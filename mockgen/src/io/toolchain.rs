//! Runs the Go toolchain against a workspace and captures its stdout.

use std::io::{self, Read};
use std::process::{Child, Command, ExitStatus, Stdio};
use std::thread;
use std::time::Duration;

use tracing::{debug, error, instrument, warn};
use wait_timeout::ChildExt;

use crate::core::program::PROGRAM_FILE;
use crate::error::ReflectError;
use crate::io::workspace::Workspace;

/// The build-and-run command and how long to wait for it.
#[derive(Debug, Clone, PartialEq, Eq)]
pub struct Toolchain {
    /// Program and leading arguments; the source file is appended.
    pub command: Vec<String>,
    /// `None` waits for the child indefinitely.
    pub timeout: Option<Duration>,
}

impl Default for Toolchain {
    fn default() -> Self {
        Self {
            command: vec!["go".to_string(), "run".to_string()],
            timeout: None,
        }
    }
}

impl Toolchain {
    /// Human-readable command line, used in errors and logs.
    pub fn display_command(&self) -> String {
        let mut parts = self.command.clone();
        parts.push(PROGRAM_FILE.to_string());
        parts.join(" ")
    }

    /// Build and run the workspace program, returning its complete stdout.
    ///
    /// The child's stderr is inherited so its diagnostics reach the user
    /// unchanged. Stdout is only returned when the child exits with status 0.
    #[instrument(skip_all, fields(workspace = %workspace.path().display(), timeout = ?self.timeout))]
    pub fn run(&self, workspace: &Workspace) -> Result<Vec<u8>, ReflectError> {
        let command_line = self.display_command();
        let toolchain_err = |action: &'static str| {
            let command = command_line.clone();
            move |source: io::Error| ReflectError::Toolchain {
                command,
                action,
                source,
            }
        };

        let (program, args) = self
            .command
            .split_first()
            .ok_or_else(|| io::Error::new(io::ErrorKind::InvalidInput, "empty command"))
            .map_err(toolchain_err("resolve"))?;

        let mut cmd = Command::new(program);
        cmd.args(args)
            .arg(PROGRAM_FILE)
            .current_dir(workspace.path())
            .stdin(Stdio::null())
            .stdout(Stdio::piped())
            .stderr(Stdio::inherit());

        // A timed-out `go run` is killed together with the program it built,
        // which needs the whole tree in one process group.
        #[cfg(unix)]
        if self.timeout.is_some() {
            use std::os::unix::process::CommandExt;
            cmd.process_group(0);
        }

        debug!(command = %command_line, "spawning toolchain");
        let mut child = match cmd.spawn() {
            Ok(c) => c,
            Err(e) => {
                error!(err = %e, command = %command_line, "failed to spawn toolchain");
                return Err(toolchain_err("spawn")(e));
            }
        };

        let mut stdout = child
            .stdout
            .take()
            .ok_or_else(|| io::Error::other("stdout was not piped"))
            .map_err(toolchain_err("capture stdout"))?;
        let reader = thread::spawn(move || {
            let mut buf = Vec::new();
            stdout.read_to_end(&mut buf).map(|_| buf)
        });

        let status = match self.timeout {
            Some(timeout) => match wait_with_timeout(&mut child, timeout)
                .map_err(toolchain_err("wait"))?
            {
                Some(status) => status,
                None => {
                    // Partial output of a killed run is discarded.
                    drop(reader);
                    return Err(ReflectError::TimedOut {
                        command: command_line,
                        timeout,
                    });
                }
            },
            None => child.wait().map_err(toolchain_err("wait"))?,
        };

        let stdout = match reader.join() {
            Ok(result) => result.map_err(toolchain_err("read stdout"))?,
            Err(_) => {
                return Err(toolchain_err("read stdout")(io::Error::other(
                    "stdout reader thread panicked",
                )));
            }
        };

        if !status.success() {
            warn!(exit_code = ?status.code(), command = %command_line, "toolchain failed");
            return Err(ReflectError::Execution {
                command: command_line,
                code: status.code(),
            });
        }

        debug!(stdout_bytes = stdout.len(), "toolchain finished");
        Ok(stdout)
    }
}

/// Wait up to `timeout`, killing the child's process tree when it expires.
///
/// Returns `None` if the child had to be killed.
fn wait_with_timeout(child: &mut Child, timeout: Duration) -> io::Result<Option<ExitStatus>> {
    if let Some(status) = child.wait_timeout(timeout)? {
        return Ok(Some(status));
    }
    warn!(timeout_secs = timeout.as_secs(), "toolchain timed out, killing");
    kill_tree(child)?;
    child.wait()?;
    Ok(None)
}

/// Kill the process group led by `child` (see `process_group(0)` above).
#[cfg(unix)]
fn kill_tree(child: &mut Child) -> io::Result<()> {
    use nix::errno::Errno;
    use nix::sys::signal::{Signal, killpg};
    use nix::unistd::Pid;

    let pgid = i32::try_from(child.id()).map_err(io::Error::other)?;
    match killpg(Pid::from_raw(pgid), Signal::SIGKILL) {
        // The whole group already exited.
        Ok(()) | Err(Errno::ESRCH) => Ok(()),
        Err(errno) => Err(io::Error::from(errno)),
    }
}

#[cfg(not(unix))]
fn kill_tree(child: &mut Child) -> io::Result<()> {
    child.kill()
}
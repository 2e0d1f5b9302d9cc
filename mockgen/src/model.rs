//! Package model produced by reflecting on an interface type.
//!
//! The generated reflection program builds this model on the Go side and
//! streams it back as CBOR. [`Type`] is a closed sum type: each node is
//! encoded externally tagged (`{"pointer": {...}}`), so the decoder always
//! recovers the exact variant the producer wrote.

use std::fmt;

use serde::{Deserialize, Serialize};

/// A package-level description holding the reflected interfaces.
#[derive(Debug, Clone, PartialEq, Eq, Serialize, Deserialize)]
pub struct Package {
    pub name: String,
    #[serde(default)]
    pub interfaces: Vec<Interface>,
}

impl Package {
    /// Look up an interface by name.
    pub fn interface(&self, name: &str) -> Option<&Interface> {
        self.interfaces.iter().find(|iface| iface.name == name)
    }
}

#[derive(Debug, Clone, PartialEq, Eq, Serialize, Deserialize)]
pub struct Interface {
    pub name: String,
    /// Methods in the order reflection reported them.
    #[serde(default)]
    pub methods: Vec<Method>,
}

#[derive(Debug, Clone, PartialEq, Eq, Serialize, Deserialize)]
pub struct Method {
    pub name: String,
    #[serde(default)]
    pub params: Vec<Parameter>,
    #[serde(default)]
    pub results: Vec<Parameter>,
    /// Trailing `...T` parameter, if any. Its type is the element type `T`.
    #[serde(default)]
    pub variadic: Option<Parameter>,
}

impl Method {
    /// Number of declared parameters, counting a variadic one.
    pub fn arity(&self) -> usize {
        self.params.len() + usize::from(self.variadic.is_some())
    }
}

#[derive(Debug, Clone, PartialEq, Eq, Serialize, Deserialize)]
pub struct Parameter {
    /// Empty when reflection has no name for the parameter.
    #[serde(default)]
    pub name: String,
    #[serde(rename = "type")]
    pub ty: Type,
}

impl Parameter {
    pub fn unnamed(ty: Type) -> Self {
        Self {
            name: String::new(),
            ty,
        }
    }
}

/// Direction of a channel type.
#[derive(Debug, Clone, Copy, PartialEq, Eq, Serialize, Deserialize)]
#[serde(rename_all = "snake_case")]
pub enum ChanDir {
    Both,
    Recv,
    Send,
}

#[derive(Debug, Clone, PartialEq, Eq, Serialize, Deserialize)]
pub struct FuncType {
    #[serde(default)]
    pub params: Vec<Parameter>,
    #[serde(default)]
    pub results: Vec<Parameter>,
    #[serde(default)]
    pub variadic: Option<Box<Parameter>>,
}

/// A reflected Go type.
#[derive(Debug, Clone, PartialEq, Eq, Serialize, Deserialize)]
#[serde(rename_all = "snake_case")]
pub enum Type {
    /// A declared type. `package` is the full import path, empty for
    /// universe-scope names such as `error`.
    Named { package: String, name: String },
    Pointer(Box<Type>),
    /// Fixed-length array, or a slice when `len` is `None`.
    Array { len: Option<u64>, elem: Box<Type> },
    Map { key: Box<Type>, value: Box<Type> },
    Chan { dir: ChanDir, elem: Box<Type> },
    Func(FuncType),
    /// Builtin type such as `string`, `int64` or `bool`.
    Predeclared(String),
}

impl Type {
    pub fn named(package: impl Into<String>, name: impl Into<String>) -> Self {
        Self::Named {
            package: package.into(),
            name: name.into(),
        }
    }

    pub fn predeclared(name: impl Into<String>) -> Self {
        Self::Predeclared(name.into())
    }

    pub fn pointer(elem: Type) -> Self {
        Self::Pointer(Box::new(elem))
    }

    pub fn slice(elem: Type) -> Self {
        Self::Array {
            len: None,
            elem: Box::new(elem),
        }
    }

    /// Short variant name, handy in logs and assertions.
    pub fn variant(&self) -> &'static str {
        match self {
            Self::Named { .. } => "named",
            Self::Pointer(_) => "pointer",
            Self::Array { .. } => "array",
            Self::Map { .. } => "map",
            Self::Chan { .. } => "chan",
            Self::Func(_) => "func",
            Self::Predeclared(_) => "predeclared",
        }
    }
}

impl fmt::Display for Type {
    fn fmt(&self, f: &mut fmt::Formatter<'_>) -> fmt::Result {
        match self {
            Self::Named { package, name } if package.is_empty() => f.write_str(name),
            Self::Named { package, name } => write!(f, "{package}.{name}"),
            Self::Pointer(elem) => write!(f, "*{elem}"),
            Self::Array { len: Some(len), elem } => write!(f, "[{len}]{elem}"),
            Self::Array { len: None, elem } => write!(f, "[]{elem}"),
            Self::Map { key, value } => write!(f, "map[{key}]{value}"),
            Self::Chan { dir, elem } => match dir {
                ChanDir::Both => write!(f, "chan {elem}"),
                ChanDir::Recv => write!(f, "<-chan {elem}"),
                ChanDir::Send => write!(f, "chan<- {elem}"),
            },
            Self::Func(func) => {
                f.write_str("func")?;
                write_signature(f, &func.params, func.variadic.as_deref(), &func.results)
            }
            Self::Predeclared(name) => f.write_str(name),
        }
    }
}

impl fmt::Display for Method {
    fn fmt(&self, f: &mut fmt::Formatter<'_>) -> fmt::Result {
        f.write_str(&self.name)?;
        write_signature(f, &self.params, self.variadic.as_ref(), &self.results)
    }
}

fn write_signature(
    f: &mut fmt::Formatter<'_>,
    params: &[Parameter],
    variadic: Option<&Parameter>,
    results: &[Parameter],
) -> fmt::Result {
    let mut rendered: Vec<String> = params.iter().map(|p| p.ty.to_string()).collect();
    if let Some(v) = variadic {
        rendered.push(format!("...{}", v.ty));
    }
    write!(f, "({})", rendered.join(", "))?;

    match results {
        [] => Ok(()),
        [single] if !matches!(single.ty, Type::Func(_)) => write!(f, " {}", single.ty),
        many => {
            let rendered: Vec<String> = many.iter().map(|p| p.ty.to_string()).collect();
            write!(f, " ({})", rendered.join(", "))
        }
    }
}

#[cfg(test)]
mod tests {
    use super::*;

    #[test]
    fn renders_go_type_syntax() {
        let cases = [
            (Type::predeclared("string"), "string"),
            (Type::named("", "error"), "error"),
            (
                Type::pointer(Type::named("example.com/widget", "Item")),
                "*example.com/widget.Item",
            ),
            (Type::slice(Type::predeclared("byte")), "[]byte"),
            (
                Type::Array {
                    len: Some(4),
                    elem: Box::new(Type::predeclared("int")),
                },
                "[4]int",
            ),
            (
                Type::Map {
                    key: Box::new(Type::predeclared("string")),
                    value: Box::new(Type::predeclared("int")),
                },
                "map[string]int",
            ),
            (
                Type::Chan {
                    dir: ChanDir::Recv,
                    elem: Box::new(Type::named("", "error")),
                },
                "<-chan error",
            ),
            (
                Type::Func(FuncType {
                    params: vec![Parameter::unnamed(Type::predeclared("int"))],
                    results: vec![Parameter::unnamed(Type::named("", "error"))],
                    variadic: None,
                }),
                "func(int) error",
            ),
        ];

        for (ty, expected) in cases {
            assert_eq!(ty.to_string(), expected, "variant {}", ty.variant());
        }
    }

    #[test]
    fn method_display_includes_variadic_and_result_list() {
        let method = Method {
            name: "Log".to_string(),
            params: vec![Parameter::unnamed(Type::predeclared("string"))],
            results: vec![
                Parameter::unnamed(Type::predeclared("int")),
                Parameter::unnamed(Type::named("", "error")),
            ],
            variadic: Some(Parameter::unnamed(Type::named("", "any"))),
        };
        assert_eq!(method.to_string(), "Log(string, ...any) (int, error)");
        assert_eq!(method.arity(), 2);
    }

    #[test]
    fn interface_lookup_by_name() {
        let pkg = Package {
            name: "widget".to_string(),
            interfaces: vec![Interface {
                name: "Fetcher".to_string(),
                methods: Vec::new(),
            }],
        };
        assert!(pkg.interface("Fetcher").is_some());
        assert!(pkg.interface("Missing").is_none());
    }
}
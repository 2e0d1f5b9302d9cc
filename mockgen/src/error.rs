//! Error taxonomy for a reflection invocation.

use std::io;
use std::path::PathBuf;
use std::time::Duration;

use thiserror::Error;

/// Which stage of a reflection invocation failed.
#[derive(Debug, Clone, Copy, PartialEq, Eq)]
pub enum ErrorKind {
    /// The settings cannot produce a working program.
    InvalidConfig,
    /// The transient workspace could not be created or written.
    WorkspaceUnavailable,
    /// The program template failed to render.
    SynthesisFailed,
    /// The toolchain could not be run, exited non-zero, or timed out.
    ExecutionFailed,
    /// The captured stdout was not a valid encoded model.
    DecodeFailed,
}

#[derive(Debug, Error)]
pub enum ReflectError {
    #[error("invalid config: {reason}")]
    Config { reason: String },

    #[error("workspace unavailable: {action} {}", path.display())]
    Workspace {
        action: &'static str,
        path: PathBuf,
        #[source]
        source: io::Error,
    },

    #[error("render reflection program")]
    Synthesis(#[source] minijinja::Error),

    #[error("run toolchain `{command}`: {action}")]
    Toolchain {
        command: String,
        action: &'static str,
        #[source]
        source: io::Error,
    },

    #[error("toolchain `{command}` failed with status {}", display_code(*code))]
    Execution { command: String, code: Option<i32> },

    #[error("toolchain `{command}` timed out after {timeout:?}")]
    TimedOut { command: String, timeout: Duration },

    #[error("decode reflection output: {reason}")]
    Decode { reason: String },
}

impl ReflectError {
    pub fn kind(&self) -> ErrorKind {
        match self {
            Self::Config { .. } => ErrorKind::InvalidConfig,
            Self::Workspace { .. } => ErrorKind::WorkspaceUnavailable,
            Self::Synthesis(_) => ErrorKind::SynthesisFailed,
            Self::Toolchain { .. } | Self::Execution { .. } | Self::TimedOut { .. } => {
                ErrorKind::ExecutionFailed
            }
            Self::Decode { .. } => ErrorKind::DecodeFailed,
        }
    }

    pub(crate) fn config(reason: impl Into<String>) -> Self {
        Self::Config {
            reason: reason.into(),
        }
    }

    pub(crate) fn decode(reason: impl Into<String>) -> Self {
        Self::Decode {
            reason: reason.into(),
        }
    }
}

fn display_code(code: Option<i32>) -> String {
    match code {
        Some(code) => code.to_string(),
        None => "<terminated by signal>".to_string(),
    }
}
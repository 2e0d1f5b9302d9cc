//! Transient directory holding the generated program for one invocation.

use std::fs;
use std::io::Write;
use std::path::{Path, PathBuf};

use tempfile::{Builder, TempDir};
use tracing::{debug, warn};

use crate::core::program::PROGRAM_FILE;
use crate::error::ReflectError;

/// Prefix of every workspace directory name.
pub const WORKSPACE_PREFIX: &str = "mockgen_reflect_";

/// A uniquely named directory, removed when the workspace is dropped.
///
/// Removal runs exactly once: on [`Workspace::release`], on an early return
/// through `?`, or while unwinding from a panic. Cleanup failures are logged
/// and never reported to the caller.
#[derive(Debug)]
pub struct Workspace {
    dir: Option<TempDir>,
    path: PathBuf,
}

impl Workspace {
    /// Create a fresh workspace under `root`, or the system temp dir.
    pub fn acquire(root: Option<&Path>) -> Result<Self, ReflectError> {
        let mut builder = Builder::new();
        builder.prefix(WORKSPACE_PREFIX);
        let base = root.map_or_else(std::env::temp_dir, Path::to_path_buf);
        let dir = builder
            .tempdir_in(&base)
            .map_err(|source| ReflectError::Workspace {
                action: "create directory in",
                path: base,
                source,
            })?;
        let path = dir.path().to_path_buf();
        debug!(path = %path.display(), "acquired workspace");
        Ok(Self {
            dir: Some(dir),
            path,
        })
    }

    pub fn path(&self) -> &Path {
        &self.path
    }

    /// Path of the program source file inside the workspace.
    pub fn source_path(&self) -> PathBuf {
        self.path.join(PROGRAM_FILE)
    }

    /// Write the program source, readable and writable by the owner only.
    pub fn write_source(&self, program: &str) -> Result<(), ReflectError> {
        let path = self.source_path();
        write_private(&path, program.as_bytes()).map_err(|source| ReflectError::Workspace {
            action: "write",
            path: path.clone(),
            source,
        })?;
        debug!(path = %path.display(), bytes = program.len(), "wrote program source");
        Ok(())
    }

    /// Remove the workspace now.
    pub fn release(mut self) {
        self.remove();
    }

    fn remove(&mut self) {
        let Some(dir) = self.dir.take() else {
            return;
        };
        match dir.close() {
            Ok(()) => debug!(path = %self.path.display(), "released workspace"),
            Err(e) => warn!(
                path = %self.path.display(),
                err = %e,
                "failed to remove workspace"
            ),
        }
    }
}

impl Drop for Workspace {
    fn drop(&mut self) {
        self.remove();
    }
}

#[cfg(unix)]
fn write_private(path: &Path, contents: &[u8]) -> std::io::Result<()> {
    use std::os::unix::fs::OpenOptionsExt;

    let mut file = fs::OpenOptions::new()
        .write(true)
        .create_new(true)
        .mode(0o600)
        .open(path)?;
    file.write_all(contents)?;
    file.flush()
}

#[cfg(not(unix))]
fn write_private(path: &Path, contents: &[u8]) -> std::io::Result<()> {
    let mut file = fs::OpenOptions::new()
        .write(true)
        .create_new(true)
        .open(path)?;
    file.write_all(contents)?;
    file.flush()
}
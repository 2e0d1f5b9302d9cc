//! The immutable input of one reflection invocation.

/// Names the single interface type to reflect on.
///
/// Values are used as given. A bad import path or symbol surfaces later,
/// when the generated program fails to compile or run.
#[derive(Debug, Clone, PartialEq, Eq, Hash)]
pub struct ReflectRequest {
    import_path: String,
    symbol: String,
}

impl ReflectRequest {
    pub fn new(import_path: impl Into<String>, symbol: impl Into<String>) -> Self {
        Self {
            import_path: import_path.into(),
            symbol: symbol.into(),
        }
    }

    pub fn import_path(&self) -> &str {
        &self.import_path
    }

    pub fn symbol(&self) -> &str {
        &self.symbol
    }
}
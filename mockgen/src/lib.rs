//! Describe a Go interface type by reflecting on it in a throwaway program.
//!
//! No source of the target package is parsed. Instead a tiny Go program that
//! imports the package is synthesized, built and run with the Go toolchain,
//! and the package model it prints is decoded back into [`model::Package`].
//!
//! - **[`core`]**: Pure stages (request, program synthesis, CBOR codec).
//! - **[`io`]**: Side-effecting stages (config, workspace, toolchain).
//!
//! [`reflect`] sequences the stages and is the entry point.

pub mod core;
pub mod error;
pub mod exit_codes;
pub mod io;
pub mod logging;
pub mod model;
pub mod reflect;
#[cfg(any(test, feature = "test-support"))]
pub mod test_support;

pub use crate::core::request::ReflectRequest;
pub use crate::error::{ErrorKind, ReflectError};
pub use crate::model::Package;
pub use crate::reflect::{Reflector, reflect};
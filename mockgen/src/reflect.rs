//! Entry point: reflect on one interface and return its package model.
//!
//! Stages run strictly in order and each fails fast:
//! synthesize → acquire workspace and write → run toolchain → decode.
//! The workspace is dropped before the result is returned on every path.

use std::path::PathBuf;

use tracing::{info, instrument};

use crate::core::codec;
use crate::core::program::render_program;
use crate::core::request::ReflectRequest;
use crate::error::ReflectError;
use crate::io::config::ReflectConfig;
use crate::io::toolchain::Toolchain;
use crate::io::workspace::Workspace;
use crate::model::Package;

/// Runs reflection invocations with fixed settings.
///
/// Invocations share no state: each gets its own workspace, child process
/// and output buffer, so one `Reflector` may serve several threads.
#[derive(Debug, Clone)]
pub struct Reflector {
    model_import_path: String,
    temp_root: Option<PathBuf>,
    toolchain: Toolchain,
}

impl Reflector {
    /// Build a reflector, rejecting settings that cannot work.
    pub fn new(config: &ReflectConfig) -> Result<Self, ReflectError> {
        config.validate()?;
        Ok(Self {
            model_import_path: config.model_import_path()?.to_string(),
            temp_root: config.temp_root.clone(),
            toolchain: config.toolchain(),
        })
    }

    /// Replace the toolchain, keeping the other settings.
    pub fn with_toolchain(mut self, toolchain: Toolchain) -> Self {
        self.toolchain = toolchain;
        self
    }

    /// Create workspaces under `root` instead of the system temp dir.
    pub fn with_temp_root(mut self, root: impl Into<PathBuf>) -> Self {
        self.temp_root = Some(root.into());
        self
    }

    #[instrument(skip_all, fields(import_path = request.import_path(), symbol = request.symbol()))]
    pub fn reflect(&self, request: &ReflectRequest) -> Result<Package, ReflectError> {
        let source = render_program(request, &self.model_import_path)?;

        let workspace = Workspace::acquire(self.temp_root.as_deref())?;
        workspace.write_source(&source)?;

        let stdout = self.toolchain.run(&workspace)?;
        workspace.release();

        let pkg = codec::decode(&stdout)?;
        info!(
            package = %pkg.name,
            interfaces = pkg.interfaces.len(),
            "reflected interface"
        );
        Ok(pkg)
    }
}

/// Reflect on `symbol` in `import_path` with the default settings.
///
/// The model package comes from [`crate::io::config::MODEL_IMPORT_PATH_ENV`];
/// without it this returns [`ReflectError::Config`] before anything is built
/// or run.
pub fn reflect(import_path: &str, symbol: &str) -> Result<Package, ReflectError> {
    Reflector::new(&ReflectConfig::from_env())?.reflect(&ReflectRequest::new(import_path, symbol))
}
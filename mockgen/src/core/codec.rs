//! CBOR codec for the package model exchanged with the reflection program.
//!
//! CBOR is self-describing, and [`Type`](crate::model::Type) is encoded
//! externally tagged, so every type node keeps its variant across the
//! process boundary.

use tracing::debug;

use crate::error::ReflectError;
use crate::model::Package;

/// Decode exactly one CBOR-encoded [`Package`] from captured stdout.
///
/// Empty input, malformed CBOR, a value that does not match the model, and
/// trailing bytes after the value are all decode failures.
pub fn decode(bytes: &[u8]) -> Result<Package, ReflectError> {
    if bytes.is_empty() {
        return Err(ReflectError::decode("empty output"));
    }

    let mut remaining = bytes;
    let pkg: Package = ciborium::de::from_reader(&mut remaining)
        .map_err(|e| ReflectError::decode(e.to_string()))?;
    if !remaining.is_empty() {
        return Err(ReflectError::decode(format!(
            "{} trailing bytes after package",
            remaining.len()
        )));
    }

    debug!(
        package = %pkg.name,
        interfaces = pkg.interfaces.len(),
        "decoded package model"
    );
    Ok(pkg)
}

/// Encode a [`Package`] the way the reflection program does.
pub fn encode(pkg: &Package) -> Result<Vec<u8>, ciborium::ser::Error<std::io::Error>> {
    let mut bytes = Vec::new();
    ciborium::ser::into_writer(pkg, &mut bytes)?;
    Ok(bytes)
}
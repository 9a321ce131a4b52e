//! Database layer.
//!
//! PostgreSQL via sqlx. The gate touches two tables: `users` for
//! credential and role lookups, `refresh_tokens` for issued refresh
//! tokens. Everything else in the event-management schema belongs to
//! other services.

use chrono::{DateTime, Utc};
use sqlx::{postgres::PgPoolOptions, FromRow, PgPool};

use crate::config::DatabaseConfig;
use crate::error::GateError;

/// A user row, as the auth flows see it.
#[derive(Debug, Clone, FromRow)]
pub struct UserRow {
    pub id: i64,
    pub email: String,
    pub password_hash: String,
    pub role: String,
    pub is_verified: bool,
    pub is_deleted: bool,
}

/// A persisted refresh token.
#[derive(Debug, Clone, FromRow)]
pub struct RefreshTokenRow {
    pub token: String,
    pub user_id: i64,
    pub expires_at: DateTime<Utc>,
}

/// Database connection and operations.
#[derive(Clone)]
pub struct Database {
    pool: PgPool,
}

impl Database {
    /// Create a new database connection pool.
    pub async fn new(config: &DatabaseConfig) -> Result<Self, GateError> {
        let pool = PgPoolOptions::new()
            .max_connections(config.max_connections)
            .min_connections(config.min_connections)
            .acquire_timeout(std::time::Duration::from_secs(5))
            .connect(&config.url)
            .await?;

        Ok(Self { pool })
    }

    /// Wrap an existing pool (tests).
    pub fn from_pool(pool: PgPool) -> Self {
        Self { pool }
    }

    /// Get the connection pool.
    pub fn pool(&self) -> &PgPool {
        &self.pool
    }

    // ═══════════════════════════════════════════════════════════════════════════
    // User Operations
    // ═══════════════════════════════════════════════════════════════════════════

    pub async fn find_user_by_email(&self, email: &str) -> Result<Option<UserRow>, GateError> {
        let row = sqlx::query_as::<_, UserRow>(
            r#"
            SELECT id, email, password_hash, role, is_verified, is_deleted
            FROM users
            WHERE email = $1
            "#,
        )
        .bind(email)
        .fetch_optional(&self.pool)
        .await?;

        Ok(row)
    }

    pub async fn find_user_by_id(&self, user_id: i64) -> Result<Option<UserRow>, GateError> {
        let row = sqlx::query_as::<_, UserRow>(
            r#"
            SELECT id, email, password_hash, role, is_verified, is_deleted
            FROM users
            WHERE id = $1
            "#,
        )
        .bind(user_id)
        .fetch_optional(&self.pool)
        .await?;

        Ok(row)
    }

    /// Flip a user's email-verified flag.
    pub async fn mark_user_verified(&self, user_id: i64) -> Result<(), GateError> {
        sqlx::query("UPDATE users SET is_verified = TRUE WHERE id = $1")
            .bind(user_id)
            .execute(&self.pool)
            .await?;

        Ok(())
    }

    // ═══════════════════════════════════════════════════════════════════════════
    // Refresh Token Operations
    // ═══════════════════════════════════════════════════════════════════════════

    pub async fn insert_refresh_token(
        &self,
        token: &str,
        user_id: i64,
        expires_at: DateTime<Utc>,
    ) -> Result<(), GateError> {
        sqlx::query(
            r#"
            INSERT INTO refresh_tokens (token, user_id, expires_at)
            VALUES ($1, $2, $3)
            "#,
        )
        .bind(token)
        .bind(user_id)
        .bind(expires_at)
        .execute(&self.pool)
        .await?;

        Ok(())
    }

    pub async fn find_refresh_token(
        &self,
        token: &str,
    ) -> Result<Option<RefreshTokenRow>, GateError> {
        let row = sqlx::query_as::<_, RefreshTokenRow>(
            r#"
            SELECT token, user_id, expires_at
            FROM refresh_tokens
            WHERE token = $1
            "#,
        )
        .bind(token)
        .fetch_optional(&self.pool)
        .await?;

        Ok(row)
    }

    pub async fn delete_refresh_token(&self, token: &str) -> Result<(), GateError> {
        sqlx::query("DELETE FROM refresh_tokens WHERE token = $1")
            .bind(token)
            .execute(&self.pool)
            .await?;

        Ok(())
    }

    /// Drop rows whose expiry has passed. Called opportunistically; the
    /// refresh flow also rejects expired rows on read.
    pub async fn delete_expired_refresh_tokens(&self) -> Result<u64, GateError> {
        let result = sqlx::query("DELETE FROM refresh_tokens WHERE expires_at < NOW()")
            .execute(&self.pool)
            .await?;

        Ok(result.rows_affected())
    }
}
────
> _WHAT YOU HAVE TO DO_: Filter the records above down to the lines containing "piped".

> _TASK SOLUTION_:
            .stdout(Stdio::piped())
            .ok_or_else(|| io::Error::other("stdout was not piped"))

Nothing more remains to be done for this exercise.